An improved assay for the determination of phospholipase C activity

• Published in: European journal of lipid science and technology Vol. 109; no. 5; pp. 469 - 473
• Main Authors: Durban, Markus A., Bornscheuer, Uwe T.
• Format: Journal Article
• Language: English
• Published: Weinheim WILEY-VCH Verlag 01.05.2007; WILEY‐VCH Verlag; Wiley-VCH
• Subjects: alkaline phosphatase; assay; Bacillus cereus; Biological and medical sciences; Fat industries; Food industries; Fundamental and applied biological sciences.

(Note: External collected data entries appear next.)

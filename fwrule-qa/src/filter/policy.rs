//! Validation of candidate rules against the approved rule set and protected zone

use super::matcher::ReferenceRuleSet;
use super::rule::{field, RuleId, RuleRecord};
use super::zone::ProtectedZone;
use crate::config::schema::{ColumnConfig, Config, PolicyConfig};
use crate::config::ConfigValidator;
use crate::error::{ParseError, Result};
use crate::records::{RawRecord, VerdictSink};
use serde::Serialize;
use std::fmt;
use tracing::{debug, info};

/// Final decision for one candidate rule
#[derive(Debug, Clone, PartialEq, Eq)]
pub enum Verdict {
    /// An approved rule already covers the candidate
    AlreadyPermitted { matched_rule_id: RuleId },
    /// Source and destination both lie in the protected zone
    ZoneBlocked,
    /// Protocol is globally permitted and was not checked
    ProtocolExempt { reason: String },
    /// Safe to add
    Permittable,
}

/// Result of evaluating one candidate row
pub type Outcome = std::result::Result<Verdict, ParseError>;

/// Report tag for an outcome
#[derive(Debug, Clone, Copy, PartialEq, Eq, Hash, Serialize)]
#[serde(rename_all = "kebab-case")]
pub enum VerdictTag {
    AlreadyPermitted,
    ZoneBlocked,
    ProtocolExempt,
    Permittable,
    Failed,
}

impl VerdictTag {
    pub fn of(outcome: &Outcome) -> Self {
        match outcome {
            Ok(Verdict::AlreadyPermitted { .. }) => VerdictTag::AlreadyPermitted,
            Ok(Verdict::ZoneBlocked) => VerdictTag::ZoneBlocked,
            Ok(Verdict::ProtocolExempt { .. }) => VerdictTag::ProtocolExempt,
            Ok(Verdict::Permittable) => VerdictTag::Permittable,
            Err(_) => VerdictTag::Failed,
        }
    }

    /// Whether a candidate with this tag can be implemented
    pub fn is_approvable(self) -> bool {
        matches!(self, VerdictTag::Permittable | VerdictTag::ProtocolExempt)
    }
}

impl fmt::Display for VerdictTag {
    fn fmt(&self, f: &mut fmt::Formatter<'_>) -> fmt::Result {
        let s = match self {
            VerdictTag::AlreadyPermitted => "already-permitted",
            VerdictTag::ZoneBlocked => "zone-blocked",
            VerdictTag::ProtocolExempt => "protocol-exempt",
            VerdictTag::Permittable => "permittable",
            VerdictTag::Failed => "failed",
        };
        f.write_str(s)
    }
}

/// What the result sink receives for each candidate
#[derive(Debug, Clone, PartialEq, Eq, Serialize)]
pub struct CandidateReport {
    /// Position of the candidate in the input, from 0
    pub row: usize,
    pub tag: VerdictTag,
    pub explanation: String,
}

impl fmt::Display for CandidateReport {
    fn fmt(&self, f: &mut fmt::Formatter<'_>) -> fmt::Result {
        write!(f, "row {}: {}: {}", self.row, self.tag, self.explanation)
    }
}

/// Verdict counts for a finished run
#[derive(Debug, Clone, Default, PartialEq, Eq)]
pub struct RunSummary {
    pub already_permitted: usize,
    pub zone_blocked: usize,
    pub protocol_exempt: usize,
    pub permittable: usize,
    pub failed: usize,
}

impl RunSummary {
    fn add(&mut self, tag: VerdictTag) {
        match tag {
            VerdictTag::AlreadyPermitted => self.already_permitted += 1,
            VerdictTag::ZoneBlocked => self.zone_blocked += 1,
            VerdictTag::ProtocolExempt => self.protocol_exempt += 1,
            VerdictTag::Permittable => self.permittable += 1,
            VerdictTag::Failed => self.failed += 1,
        }
    }

    pub fn total(&self) -> usize {
        self.already_permitted
            + self.zone_blocked
            + self.protocol_exempt
            + self.permittable
            + self.failed
    }

    /// True if every candidate can be implemented
    pub fn all_approvable(&self) -> bool {
        self.already_permitted == 0 && self.zone_blocked == 0 && self.failed == 0
    }
}

impl fmt::Display for RunSummary {
    fn fmt(&self, f: &mut fmt::Formatter<'_>) -> fmt::Result {
        write!(
            f,
            "{} candidates: {} permittable, {} protocol-exempt, {} already-permitted, {} zone-blocked, {} failed",
            self.total(),
            self.permittable,
            self.protocol_exempt,
            self.already_permitted,
            self.zone_blocked,
            self.failed
        )
    }
}

/// Evaluates candidate rules. Holds only immutable state for the run.
#[derive(Debug, Clone)]
pub struct RuleValidator {
    reference: ReferenceRuleSet,
    zone: ProtectedZone,
    policy: PolicyConfig,
    columns: ColumnConfig,
}
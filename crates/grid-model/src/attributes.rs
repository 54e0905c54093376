//! Declarative settings, as they arrive from the host as name/value text.
//!
//! Parsing is kept separate from the compositor's setters: an attribute
//! string becomes an [`AttributeChange`] holding an already-validated value,
//! and only that structured value reaches the compositor.

use serde::{Deserialize, Serialize};

use teaser_common::config::TeaserDefaults;
use teaser_common::error::TeaserResult;

use crate::dimensions::GridDimensions;
use crate::format::{OutputFormat, OutputQuality};

pub const ATTR_DIMENSIONS: &str = "dimensions";
pub const ATTR_OUTPUT_FORMAT: &str = "output-format";
pub const ATTR_OUTPUT_QUALITY: &str = "output-quality";

/// A validated change to one declarative setting.
#[derive(Debug, Clone, Copy, PartialEq)]
pub enum AttributeChange {
    Dimensions(GridDimensions),
    OutputFormat(OutputFormat),
    OutputQuality(OutputQuality),
}

impl AttributeChange {
    /// Parse one attribute. Returns `Ok(None)` for names the grid does not
    /// observe; invalid values for known names are errors.
    pub fn parse(name: &str, value: &str) -> TeaserResult<Option<Self>> {
        let change = match name {
            ATTR_DIMENSIONS => Self::Dimensions(GridDimensions::parse(value)?),
            ATTR_OUTPUT_FORMAT => Self::OutputFormat(OutputFormat::from_key(value)?),
            ATTR_OUTPUT_QUALITY => Self::OutputQuality(OutputQuality::parse(value)?),
            _ => {
                tracing::debug!(attribute = name, "Ignoring unobserved attribute");
                return Ok(None);
            }
        };
        Ok(Some(change))
    }
}

/// The full set of declarative settings for one grid.
#[derive(Debug, Clone, Copy, PartialEq, Default, Serialize, Deserialize)]
pub struct TeaserAttributes {
    pub dimensions: GridDimensions,
    pub output_format: OutputFormat,
    pub output_quality: OutputQuality,
}

impl TeaserAttributes {
    /// Validate the textual defaults from the application config.
    pub fn from_defaults(defaults: &TeaserDefaults) -> TeaserResult<Self> {
        Ok(Self {
            dimensions: GridDimensions::parse(&defaults.dimensions)?,
            output_format: OutputFormat::from_key(&defaults.output_format)?,
            output_quality: OutputQuality::parse(&defaults.output_quality)?,
        })
    }

    /// Build from `(name, value)` pairs; unset attributes keep their defaults.
    pub fn from_pairs<'a, I>(pairs: I) -> TeaserResult<Self>
    where
        I: IntoIterator<Item = (&'a str, &'a str)>,
    {
        let mut attributes = Self::default();
        for (name, value) in pairs {
            if let Some(change) = AttributeChange::parse(name, value)? {
                attributes.apply(change);
            }
        }
        Ok(attributes)
    }

    pub fn apply(&mut self, change: AttributeChange) {
        match change {
            AttributeChange::Dimensions(d) => self.dimensions = d,
            AttributeChange::OutputFormat(f) => self.output_format = f,
            AttributeChange::OutputQuality(q) => self.output_quality = q,
        }
    }

    /// The attribute changes that reproduce this configuration.
    pub fn changes(&self) -> [AttributeChange; 3] {
        [
            AttributeChange::Dimensions(self.dimensions),
            AttributeChange::OutputFormat(self.output_format),
            AttributeChange::OutputQuality(self.output_quality),
        ]
    }
}
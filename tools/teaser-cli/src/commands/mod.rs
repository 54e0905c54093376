pub mod compose;
pub mod layout;
pub mod upload;

use std::sync::Arc;

use anyhow::Context;
use clap::Args;
use image::Rgba;

use teaser_common::config::AppConfig;
use teaser_compositor::{GridCompositor, HostFetcher, HttpTransport, ImageSurface, LoadState};
use teaser_grid_model::attributes::{AttributeChange, TeaserAttributes};

/// Grid and surface options shared by every subcommand. Anything left
/// unset falls back to the `teaser` section of the config file.
#[derive(Args, Debug, Clone, Default)]
pub struct GridArgs {
    /// Grid shape as columns and rows, e.g. "3,2" or "3x2"
    #[arg(short, long)]
    pub dimensions: Option<String>,

    /// Output format: jpg, jpeg, png or webp
    #[arg(short, long)]
    pub format: Option<String>,

    /// Output quality in [0, 1]
    #[arg(short, long)]
    pub quality: Option<String>,

    /// Surface width in pixels
    #[arg(long)]
    pub width: Option<u32>,

    /// Surface height in pixels
    #[arg(long)]
    pub height: Option<u32>,
}

impl GridArgs {
    /// Config defaults with the command-line overrides applied on top.
    pub fn attributes(&self, config: &AppConfig) -> anyhow::Result<TeaserAttributes> {
        let mut attributes = TeaserAttributes::from_defaults(&config.teaser)
            .context("invalid teaser defaults in config")?;

        let overrides = [
            ("dimensions", self.dimensions.as_deref()),
            ("output-format", self.format.as_deref()),
            ("output-quality", self.quality.as_deref()),
        ];
        for (name, value) in overrides {
            let Some(value) = value else { continue };
            if let Some(change) = AttributeChange::parse(name, value)
                .with_context(|| format!("invalid --{} {value:?}", flag_name(name)))?
            {
                attributes.apply(change);
            }
        }
        Ok(attributes)
    }

    pub fn surface_size(&self, config: &AppConfig) -> (u32, u32) {
        (
            self.width.unwrap_or(config.teaser.width),
            self.height.unwrap_or(config.teaser.height),
        )
    }
}

fn flag_name(attribute: &str) -> &str {
    attribute.strip_prefix("output-").unwrap_or(attribute)
}

/// Build a compositor over a fresh pixel surface and start loading
/// `sources` into cells 0, 1, 2, ...
pub fn build_compositor(
    config: &AppConfig,
    grid: &GridArgs,
    sources: &[String],
) -> anyhow::Result<GridCompositor<ImageSurface>> {
    let attributes = grid.attributes(config)?;
    let (width, height) = grid.surface_size(config);
    anyhow::ensure!(width > 0 && height > 0, "surface must be at least 1x1, got {width}x{height}");

    let capacity = attributes.dimensions.cell_count();
    anyhow::ensure!(
        sources.len() <= capacity,
        "{} sources given but a {} grid only has {capacity} cells",
        sources.len(),
        attributes.dimensions
    );

    let background = Rgba(config.teaser.background);
    let fetcher = HostFetcher::new(HttpTransport::from_config(&config.upload)?);
    let mut compositor = GridCompositor::with_attributes(
        ImageSurface::new(width, height, background),
        Arc::new(fetcher),
        attributes,
    );
    compositor.set_background(background);

    for (index, source) in sources.iter().enumerate() {
        compositor
            .set_source(index, source.as_str())
            .with_context(|| format!("cannot load {source}"))?;
    }
    Ok(compositor)
}

/// Wait for every source and report the ones that failed.
pub async fn settle_sources(compositor: &mut GridCompositor<ImageSurface>) {
    compositor.settle().await;
    for (index, region) in compositor.regions().iter().enumerate() {
        if let LoadState::Failed(reason) = region.state() {
            eprintln!("  cell {index}: {reason}");
        }
    }
}
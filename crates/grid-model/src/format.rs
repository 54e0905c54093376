//! Output encoding parameters.

use std::fmt;
use std::str::FromStr;

use serde::{Deserialize, Serialize};

use teaser_common::error::{TeaserError, TeaserResult};

/// Encodings the exporter can produce.
#[derive(Debug, Clone, Copy, PartialEq, Eq, Hash, Default, Serialize, Deserialize)]
#[serde(rename_all = "lowercase")]
pub enum OutputFormat {
    #[default]
    Jpeg,
    Png,
    Webp,
}

/// Accepted format keys. Lookups lower-case the input first.
pub const FORMAT_TABLE: &[(&str, OutputFormat)] = &[
    ("jpg", OutputFormat::Jpeg),
    ("jpeg", OutputFormat::Jpeg),
    ("png", OutputFormat::Png),
    ("webp", OutputFormat::Webp),
];

impl OutputFormat {
    /// Look up a format key case-insensitively.
    pub fn from_key(key: &str) -> TeaserResult<Self> {
        let normalized = key.to_lowercase();
        FORMAT_TABLE
            .iter()
            .find(|(k, _)| *k == normalized)
            .map(|(_, format)| *format)
            .ok_or_else(|| TeaserError::unsupported_format(key))
    }

    /// The encoding identifier (MIME type).
    pub fn mime_type(self) -> &'static str {
        match self {
            Self::Jpeg => "image/jpeg",
            Self::Png => "image/png",
            Self::Webp => "image/webp",
        }
    }

    /// Conventional file extension.
    pub fn extension(self) -> &'static str {
        match self {
            Self::Jpeg => "jpg",
            Self::Png => "png",
            Self::Webp => "webp",
        }
    }
}

impl fmt::Display for OutputFormat {
    fn fmt(&self, f: &mut fmt::Formatter<'_>) -> fmt::Result {
        f.write_str(self.mime_type())
    }
}

impl FromStr for OutputFormat {
    type Err = TeaserError;

    fn from_str(s: &str) -> Result<Self, Self::Err> {
        Self::from_key(s)
    }
}

/// Encoder quality in `[0.0, 1.0]`.
#[derive(Debug, Clone, Copy, PartialEq, PartialOrd, Serialize, Deserialize)]
#[serde(try_from = "f64", into = "f64")]
pub struct OutputQuality(f64);

impl OutputQuality {
    pub const MAX: OutputQuality = OutputQuality(1.0);

    pub fn new(value: f64) -> TeaserResult<Self> {
        // Also rejects NaN.
        if !(0.0..=1.0).contains(&value) {
            return Err(TeaserError::invalid_quality(format!(
                "{value} is outside [0, 1]"
            )));
        }
        Ok(Self(value))
    }

    /// Parse a numeric string such as `"0.75"`.
    pub fn parse(text: &str) -> TeaserResult<Self> {
        let value = text.trim().parse::<f64>().map_err(|_| {
            TeaserError::invalid_quality(format!("{text:?} is not a number"))
        })?;
        Self::new(value)
    }

    pub fn value(self) -> f64 {
        self.0
    }

    /// Quality as a 1..=100 percentage, the scale JPEG encoders take.
    pub fn percent(self) -> u8 {
        (self.0 * 100.0).round().clamp(1.0, 100.0) as u8
    }
}

impl Default for OutputQuality {
    fn default() -> Self {
        Self::MAX
    }
}

impl fmt::Display for OutputQuality {
    fn fmt(&self, f: &mut fmt::Formatter<'_>) -> fmt::Result {
        write!(f, "{}", self.0)
    }
}

impl FromStr for OutputQuality {
    type Err = TeaserError;

    fn from_str(s: &str) -> Result<Self, Self::Err> {
        Self::parse(s)
    }
}

impl TryFrom<f64> for OutputQuality {
    type Error = TeaserError;

    fn try_from(value: f64) -> Result<Self, Self::Error> {
        Self::new(value)
    }
}

impl TryFrom<&str> for OutputQuality {
    type Error = TeaserError;

    fn try_from(value: &str) -> Result<Self, Self::Error> {
        Self::parse(value)
    }
}

impl From<OutputQuality> for f64 {
    fn from(value: OutputQuality) -> Self {
        value.0
    }
}
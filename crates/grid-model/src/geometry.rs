//! Cell rectangles and the grid tiling function.
//!
//! Rectangles are in surface pixel units but kept as `f64`: a 100px wide
//! surface split into 3 columns gives cells 33.333.. wide. Rasterization
//! snaps edges with [`Rect::pixel_bounds`] so neighbouring cells share an
//! edge instead of leaving a seam.

use serde::{Deserialize, Serialize};

use teaser_common::error::{TeaserError, TeaserResult};

use crate::dimensions::GridDimensions;

/// A destination rectangle on the raster surface.
#[derive(Debug, Clone, Copy, PartialEq, Default, Serialize, Deserialize)]
pub struct Rect {
    /// Left edge.
    pub left: f64,
    /// Top edge.
    pub top: f64,
    /// Width.
    pub width: f64,
    /// Height.
    pub height: f64,
}

impl Rect {
    pub fn new(left: f64, top: f64, width: f64, height: f64) -> Self {
        Self {
            left,
            top,
            width,
            height,
        }
    }

    /// Rectangle anchored at the origin covering `width` x `height`.
    pub fn from_size(width: f64, height: f64) -> Self {
        Self::new(0.0, 0.0, width, height)
    }

    /// Right edge.
    pub fn right(&self) -> f64 {
        self.left + self.width
    }

    /// Bottom edge.
    pub fn bottom(&self) -> f64 {
        self.top + self.height
    }

    pub fn area(&self) -> f64 {
        self.width * self.height
    }

    /// Whether the rectangle has a usable (non-negative, finite) size.
    pub fn is_valid(&self) -> bool {
        self.width.is_finite() && self.height.is_finite() && self.width >= 0.0 && self.height >= 0.0
    }

    /// Area shared with `other` (0.0 when disjoint or only touching).
    pub fn intersection_area(&self, other: &Rect) -> f64 {
        let w = self.right().min(other.right()) - self.left.max(other.left);
        let h = self.bottom().min(other.bottom()) - self.top.max(other.top);
        if w <= 0.0 || h <= 0.0 {
            0.0
        } else {
            w * h
        }
    }

    /// Snap to whole pixels as `(x0, y0, x1, y1)`, clamped to the surface.
    ///
    /// Edges are rounded independently, so two rectangles sharing an edge
    /// in `f64` share the same pixel column/row after snapping.
    pub fn pixel_bounds(&self, surface_width: u32, surface_height: u32) -> (u32, u32, u32, u32) {
        let snap = |v: f64, max: u32| -> u32 { v.round().clamp(0.0, max as f64) as u32 };
        let x0 = snap(self.left, surface_width);
        let y0 = snap(self.top, surface_height);
        let x1 = snap(self.right(), surface_width).max(x0);
        let y1 = snap(self.bottom(), surface_height).max(y0);
        (x0, y0, x1, y1)
    }
}

/// Bounding box of cell `index` in a grid laid out row-major over a
/// `surface_width` x `surface_height` surface.
pub fn cell_rect(
    index: usize,
    grid: GridDimensions,
    surface_width: f64,
    surface_height: f64,
) -> TeaserResult<Rect> {
    let len = grid.cell_count();
    if index >= len {
        return Err(TeaserError::IndexOutOfRange { index, len });
    }

    let columns = grid.columns() as usize;
    let row = index / columns;
    let col = index % columns;
    let cell_width = surface_width / grid.columns() as f64;
    let cell_height = surface_height / grid.rows() as f64;

    Ok(Rect {
        left: cell_width * col as f64,
        top: cell_height * row as f64,
        width: cell_width,
        height: cell_height,
    })
}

Psychology; molybdate; Phospholipase C; Oils and fats industry; Bacillus cereus; Bacillales; molybdate; assay; Bacillus; Bacteria; alkaline phosphatase; Bacillaceae; Phospholipase C
• ISSN: 1438-7697; 1438-9312
• DOI: 10.1002/ejlt.200700027

Phospholipases C (PLC, EC 3.1.4.3) are enzymes that specifically hydrolyze the C‐O‐P bond in phospholipids, yielding sn‐1,2(2,3)‐diacylglycerides and the phosphate residue bearing the corresponding headgroup. The biochemical characterization of PLC requires methods for the reliable determination of their activity. Here, an assay is described in which the phosphate residue released by the PLC is cleaved with an alkaline phosphatase. The phosphate formed is then extracted with n‐butanol and quantified as phosphomolybate complex. The applicability of this method is demonstrated for a concentration range from 10 nM to 10 mM for a range of phospholipids bearing different headgroups in an aqueous and a two‐phase system. The method has the additional advantage that the crude enzyme can be used without the need for purification.